- [YOUR INSTRUCTIONS]: In the records that follow, find the line with "let mut timer"; from there, retype every line exactly through the line with "if let Some(window)", which also belongs to the answer.

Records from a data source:
◆ ◆ ◆
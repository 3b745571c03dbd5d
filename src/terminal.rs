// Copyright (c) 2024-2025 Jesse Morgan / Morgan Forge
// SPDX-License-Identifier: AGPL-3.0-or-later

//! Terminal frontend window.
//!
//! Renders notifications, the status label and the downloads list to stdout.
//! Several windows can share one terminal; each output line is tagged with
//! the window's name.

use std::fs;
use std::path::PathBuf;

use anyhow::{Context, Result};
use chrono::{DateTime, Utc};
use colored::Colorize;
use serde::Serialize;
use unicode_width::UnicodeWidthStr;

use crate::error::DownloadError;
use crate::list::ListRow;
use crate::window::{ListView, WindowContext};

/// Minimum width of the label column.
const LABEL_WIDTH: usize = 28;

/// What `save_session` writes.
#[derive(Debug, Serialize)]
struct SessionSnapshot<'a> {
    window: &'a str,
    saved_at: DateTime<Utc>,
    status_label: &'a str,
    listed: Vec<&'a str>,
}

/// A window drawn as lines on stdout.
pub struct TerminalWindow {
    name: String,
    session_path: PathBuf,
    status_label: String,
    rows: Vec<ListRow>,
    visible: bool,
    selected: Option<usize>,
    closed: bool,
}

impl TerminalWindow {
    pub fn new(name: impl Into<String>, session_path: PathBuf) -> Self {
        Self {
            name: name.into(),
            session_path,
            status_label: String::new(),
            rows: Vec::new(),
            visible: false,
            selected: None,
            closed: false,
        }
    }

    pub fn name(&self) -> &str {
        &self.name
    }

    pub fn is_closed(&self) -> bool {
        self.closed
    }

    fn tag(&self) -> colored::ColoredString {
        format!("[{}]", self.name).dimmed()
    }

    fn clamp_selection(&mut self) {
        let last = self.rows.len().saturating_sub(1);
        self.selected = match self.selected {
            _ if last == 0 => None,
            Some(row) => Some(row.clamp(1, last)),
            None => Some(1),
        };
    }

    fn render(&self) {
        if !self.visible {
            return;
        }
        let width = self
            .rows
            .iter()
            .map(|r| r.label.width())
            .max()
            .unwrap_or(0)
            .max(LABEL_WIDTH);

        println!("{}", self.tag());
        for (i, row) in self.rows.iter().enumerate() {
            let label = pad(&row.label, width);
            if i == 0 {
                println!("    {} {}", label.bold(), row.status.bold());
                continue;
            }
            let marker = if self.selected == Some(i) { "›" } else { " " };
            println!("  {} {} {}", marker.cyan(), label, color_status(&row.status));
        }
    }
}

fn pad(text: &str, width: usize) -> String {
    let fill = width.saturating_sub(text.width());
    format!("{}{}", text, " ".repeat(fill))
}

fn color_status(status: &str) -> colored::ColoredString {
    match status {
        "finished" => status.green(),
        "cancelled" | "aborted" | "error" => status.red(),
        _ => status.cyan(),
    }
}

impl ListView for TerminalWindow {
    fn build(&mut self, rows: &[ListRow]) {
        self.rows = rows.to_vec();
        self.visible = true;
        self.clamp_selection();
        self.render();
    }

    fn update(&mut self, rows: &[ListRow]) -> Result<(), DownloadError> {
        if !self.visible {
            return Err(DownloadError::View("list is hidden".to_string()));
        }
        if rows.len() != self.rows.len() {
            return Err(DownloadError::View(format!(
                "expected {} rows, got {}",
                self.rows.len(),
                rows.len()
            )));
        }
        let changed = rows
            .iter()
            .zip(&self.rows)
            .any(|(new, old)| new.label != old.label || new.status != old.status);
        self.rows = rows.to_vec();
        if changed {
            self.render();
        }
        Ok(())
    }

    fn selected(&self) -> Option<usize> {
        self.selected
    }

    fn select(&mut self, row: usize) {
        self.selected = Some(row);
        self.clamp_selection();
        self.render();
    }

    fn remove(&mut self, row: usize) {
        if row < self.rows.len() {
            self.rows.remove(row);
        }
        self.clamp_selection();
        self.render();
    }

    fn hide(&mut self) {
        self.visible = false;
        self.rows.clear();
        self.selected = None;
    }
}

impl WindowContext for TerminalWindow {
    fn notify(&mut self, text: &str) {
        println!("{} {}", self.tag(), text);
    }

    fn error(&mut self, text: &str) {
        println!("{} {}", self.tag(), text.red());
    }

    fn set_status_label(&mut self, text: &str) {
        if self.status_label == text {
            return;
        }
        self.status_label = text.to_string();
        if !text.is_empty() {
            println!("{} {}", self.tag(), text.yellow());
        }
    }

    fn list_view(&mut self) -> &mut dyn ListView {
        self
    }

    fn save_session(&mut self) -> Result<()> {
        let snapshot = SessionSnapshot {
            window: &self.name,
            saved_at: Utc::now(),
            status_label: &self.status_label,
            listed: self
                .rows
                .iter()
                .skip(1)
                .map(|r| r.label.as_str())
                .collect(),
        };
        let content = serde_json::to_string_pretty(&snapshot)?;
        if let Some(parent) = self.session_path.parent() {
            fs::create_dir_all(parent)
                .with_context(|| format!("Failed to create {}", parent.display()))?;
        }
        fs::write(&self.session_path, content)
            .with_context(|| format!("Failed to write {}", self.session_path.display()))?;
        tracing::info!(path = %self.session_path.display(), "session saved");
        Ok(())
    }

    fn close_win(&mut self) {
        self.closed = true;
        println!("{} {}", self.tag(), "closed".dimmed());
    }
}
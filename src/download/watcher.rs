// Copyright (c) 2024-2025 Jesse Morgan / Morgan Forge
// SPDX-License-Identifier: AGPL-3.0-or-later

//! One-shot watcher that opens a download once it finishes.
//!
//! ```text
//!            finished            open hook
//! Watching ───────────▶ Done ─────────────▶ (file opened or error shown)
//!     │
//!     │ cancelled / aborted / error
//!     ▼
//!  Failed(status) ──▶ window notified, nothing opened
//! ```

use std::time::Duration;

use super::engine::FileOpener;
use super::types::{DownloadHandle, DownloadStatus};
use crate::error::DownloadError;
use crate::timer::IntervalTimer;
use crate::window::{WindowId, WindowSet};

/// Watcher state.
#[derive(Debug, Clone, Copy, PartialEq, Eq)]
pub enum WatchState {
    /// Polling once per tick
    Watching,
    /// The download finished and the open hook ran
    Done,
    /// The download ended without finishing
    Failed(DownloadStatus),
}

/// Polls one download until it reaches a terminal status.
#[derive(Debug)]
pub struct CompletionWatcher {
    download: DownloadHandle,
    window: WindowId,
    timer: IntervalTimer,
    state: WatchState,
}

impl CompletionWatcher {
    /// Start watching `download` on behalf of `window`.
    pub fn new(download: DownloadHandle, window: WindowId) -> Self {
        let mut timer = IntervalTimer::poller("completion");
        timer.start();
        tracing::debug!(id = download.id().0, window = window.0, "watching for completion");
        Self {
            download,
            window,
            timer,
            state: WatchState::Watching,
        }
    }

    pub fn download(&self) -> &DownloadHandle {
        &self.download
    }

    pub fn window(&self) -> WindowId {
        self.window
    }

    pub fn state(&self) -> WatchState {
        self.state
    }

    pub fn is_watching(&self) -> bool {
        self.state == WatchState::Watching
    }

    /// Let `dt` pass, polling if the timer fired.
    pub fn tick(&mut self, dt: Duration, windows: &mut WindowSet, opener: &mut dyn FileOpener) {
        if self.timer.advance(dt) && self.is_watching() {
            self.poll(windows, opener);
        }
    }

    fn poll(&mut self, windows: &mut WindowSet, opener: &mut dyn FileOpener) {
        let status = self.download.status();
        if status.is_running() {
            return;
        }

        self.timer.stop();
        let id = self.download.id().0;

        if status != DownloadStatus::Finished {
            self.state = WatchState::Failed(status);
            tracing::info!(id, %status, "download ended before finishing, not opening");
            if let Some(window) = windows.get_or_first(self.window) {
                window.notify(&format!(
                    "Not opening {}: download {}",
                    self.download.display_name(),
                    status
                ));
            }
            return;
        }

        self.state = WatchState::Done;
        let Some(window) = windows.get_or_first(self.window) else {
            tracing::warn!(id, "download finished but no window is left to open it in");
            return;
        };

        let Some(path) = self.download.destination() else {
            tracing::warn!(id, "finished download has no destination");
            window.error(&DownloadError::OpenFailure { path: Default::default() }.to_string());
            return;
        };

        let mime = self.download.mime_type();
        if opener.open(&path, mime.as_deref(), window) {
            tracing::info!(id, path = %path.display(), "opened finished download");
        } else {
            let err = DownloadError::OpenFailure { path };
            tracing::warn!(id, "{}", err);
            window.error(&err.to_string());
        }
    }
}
◆ ◆ ◆
- [RESPONSE]:
        let mut timer = IntervalTimer::poller("completion");
        timer.start();
        tracing::debug!(id = download.id().0, window = window.0, "watching for completion");
        Self {
            download,
            window,
            timer,
            state: WatchState::Watching,
        }
    }

    pub fn download(&self) -> &DownloadHandle {
        &self.download
    }

    pub fn window(&self) -> WindowId {
        self.window
    }

    pub fn state(&self) -> WatchState {
        self.state
    }

    pub fn is_watching(&self) -> bool {
        self.state == WatchState::Watching
    }

    /// Let `dt` pass, polling if the timer fired.
    pub fn tick(&mut self, dt: Duration, windows: &mut WindowSet, opener: &mut dyn FileOpener) {
        if self.timer.advance(dt) && self.is_watching() {
            self.poll(windows, opener);
        }
    }

    fn poll(&mut self, windows: &mut WindowSet, opener: &mut dyn FileOpener) {
        let status = self.download.status();
        if status.is_running() {
            return;
        }

        self.timer.stop();
        let id = self.download.id().0;

        if status != DownloadStatus::Finished {
            self.state = WatchState::Failed(status);
            tracing::info!(id, %status, "download ended before finishing, not opening");
            if let Some(window) = windows.get_or_first(self.window) {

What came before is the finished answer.